▸ REQUIRED ACTION
All of the records below need to be returned exactly.

--- RECORDS Enclosed Below ---

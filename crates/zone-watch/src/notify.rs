//! Alert composition and the notification sink seam

use crate::sensor::LocationSample;
use async_trait::async_trait;
use chrono::{DateTime, Utc};
use risk_zones::{RiskLevel, TransitionEvent};
use serde::{Deserialize, Serialize};
use serde_json::json;
use std::collections::VecDeque;
use std::sync::{Mutex, MutexGuard, PoisonError};
use thiserror::Error;
use tracing::{info, warn};
use uuid::Uuid;

/// Alerts kept by `NotificationHistory`
pub const HISTORY_LIMIT: usize = 100;

#[derive(Debug, Clone, Copy, PartialEq, Eq, PartialOrd, Ord, Serialize, Deserialize)]
#[serde(rename_all = "lowercase")]
pub enum Priority {
    Low,
    Normal,
    High,
    Critical,
}

#[derive(Debug, Clone, PartialEq, Serialize, Deserialize)]
pub struct Notification {
    pub title: String,
    pub body: String,
    pub priority: Priority,
    pub metadata: serde_json::Value,
}

#[derive(Error, Debug, Clone, PartialEq)]
pub enum SinkError {
    #[error("notification rejected: {0}")]
    Rejected(String),
    #[error("notification sink unavailable: {0}")]
    Unavailable(String),
}

#[async_trait]
pub trait NotificationSink: Send + Sync {
    /// Deliver and return the sink's notification id
    async fn deliver(&self, notification: &Notification) -> Result<String, SinkError>;
}

/// Build the alert for a transition event
pub fn geofence_alert(event: &TransitionEvent, sample: &LocationSample) -> Notification {
    let zone = event.zone();
    let (body, kind) = match event {
        TransitionEvent::ZoneEntered { .. } => (format!("You entered restricted area: {}", zone.name), "zone_entered"),
        TransitionEvent::ZoneApproached { .. } => {
            (format!("You are near restricted area: {}", zone.name), "zone_approached")
        }
    };
    let priority = if event.is_entry() && zone.risk_level == RiskLevel::High {
        Priority::Critical
    } else {
        Priority::High
    };

    Notification {
        title: format!("{} Risk Area Alert", zone.risk_level),
        body,
        priority,
        metadata: json!({
            "type": "geofencing",
            "event": kind,
            "zone_id": zone.id,
            "zone_name": zone.name,
            "risk_level": zone.risk_level,
            "distance_m": event.distance_m(),
            "latitude": sample.point.latitude(),
            "longitude": sample.point.longitude(),
        }),
    }
}

/// Sink that only writes alerts to the log
#[derive(Debug, Clone, Copy, Default)]
pub struct LogSink;

#[async_trait]
impl NotificationSink for LogSink {
    async fn deliver(&self, notification: &Notification) -> Result<String, SinkError> {
        let id = Uuid::new_v4().to_string();
        info!(
            "[{:?}] {}: {} ({})",
            notification.priority, notification.title, notification.body, id
        );
        Ok(id)
    }
}

#[derive(Debug, Clone, PartialEq, Serialize, Deserialize)]
pub struct NotificationRecord {
    pub id: String,
    #[serde(flatten)]
    pub notification: Notification,
    pub timestamp: DateTime<Utc>,
    pub read: bool,
}

/// Decorator keeping the most recent alerts delivered through `inner`
pub struct NotificationHistory<S> {
    inner: S,
    records: Mutex<VecDeque<NotificationRecord>>,
}

impl<S> NotificationHistory<S> {
    pub fn new(inner: S) -> Self {
        Self {
            inner,
            records: Mutex::new(VecDeque::with_capacity(HISTORY_LIMIT)),
        }
    }

    fn records(&self) -> MutexGuard<'_, VecDeque<NotificationRecord>> {
        self.records.lock().unwrap_or_else(PoisonError::into_inner)
    }

    /// Newest first
    pub fn history(&self) -> Vec<NotificationRecord> {
        self.records().iter().cloned().collect()
    }

    pub fn unread_count(&self) -> usize {
        self.records().iter().filter(|r| !r.read).count()
    }

    /// Returns false when no record has this id
    pub fn mark_read(&self, id: &str) -> bool {
        match self.records().iter_mut().find(|r| r.id == id) {
            Some(record) => {
                record.read = true;
                true
            }
            None => false,
        }
    }

    pub fn mark_all_read(&self) {
        self.records().iter_mut().for_each(|r| r.read = true);
    }

    pub fn clear(&self) {
        self.records().clear();
    }
}

#[async_trait]
impl<S: NotificationSink> NotificationSink for NotificationHistory<S> {
    async fn deliver(&self, notification: &Notification) -> Result<String, SinkError> {
        let id = match self.inner.deliver(notification).await {
            Ok(id) => id,
            Err(e) => {
                warn!("Alert delivery failed: {}", e);
                return Err(e);
            }
        };

        let mut records = self.records();
        records.push_front(NotificationRecord {
            id: id.clone(),
            notification: notification.clone(),
            timestamp: Utc::now(),
            read: false,
        });
        records.truncate(HISTORY_LIMIT);
        Ok(id)
    }
}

--- End of Enclosed RECORDS ---

▸ WRITTEN ANSWER
filename crates/zone-watch/src/notify.rs
//! Alert composition and the notification sink seam

use crate::sensor::LocationSample;
use async_trait::async_trait;
use chrono::{DateTime, Utc};
use risk_zones::{RiskLevel, TransitionEvent};
use serde::{Deserialize, Serialize};
use serde_json::json;
use std::collections::VecDeque;
use std::sync::{Mutex, MutexGuard, PoisonError};
use thiserror::Error;
use tracing::{info, warn};
use uuid::Uuid;

/// Alerts kept by `NotificationHistory`
pub const HISTORY_LIMIT: usize = 100;

#[derive(Debug, Clone, Copy, PartialEq, Eq, PartialOrd, Ord, Serialize, Deserialize)]
#[serde(rename_all = "lowercase")]
pub enum Priority {
    Low,
    Normal,
    High,
    Critical,
}

#[derive(Debug, Clone, PartialEq, Serialize, Deserialize)]
pub struct Notification {
    pub title: String,
    pub body: String,
    pub priority: Priority,
    pub metadata: serde_json::Value,
}

#[derive(Error, Debug, Clone, PartialEq)]
pub enum SinkError {
    #[error("notification rejected: {0}")]
    Rejected(String),
    #[error("notification sink unavailable: {0}")]
    Unavailable(String),
}

#[async_trait]
pub trait NotificationSink: Send + Sync {
    /// Deliver and return the sink's notification id
    async fn deliver(&self, notification: &Notification) -> Result<String, SinkError>;
}

/// Build the alert for a transition event
pub fn geofence_alert(event: &TransitionEvent, sample: &LocationSample) -> Notification {
    let zone = event.zone();
    let (body, kind) = match event {
        TransitionEvent::ZoneEntered { .. } => (format!("You entered restricted area: {}", zone.name), "zone_entered"),
        TransitionEvent::ZoneApproached { .. } => {
            (format!("You are near restricted area: {}", zone.name), "zone_approached")
        }
    };
    let priority = if event.is_entry() && zone.risk_level == RiskLevel::High {
        Priority::Critical
    } else {
        Priority::High
    };

    Notification {
        title: format!("{} Risk Area Alert", zone.risk_level),
        body,
        priority,
        metadata: json!({
            "type": "geofencing",
            "event": kind,
            "zone_id": zone.id,
            "zone_name": zone.name,
            "risk_level": zone.risk_level,
            "distance_m": event.distance_m(),
            "latitude": sample.point.latitude(),
            "longitude": sample.point.longitude(),
        }),
    }
}

/// Sink that only writes alerts to the log
#[derive(Debug, Clone, Copy, Default)]
pub struct LogSink;

#[async_trait]
impl NotificationSink for LogSink {
    async fn deliver(&self, notification: &Notification) -> Result<String, SinkError> {
        let id = Uuid::new_v4().to_string();
        info!(
            "[{:?}] {}: {} ({})",
            notification.priority, notification.title, notification.body, id
        );
        Ok(id)
    }
}

#[derive(Debug, Clone, PartialEq, Serialize, Deserialize)]
pub struct NotificationRecord {
    pub id: String,
    #[serde(flatten)]
    pub notification: Notification,
    pub timestamp: DateTime<Utc>,
    pub read: bool,
}

/// Decorator keeping the most recent alerts delivered through `inner`
pub struct NotificationHistory<S> {
    inner: S,
    records: Mutex<VecDeque<NotificationRecord>>,
}

impl<S> NotificationHistory<S> {
    pub fn new(inner: S) -> Self {
        Self {
            inner,
            records: Mutex::new(VecDeque::with_capacity(HISTORY_LIMIT)),
        }
    }

    fn records(&self) -> MutexGuard<'_, VecDeque<NotificationRecord>> {
        self.records.lock().unwrap_or_else(PoisonError::into_inner)
    }

    /// Newest first
    pub fn history(&self) -> Vec<NotificationRecord> {
        self.records().iter().cloned().collect()
    }

    pub fn unread_count(&self) -> usize {
        self.records().iter().filter(|r| !r.read).count()
    }

    /// Returns false when no record has this id
    pub fn mark_read(&self, id: &str) -> bool {
        match self.records().iter_mut().find(|r| r.id == id) {
            Some(record) => {
                record.read = true;
                true
            }
            None => false,
        }
    }

    pub fn mark_all_read(&self) {
        self.records().iter_mut().for_each(|r| r.read = true);
    }

    pub fn clear(&self) {
        self.records().clear();
    }
}

#[async_trait]
impl<S: NotificationSink> NotificationSink for NotificationHistory<S> {
    async fn deliver(&self, notification: &Notification) -> Result<String, SinkError> {
        let id = match self.inner.deliver(notification).await {
            Ok(id) => id,
            Err(e) => {
                warn!("Alert delivery failed: {}", e);
                return Err(e);
            }
        };

        let mut records = self.records();
        records.push_front(NotificationRecord {
            id: id.clone(),
            notification: notification.clone(),
            timestamp: Utc::now(),
            read: false,
        });
        records.truncate(HISTORY_LIMIT);
        Ok(id)
    }
}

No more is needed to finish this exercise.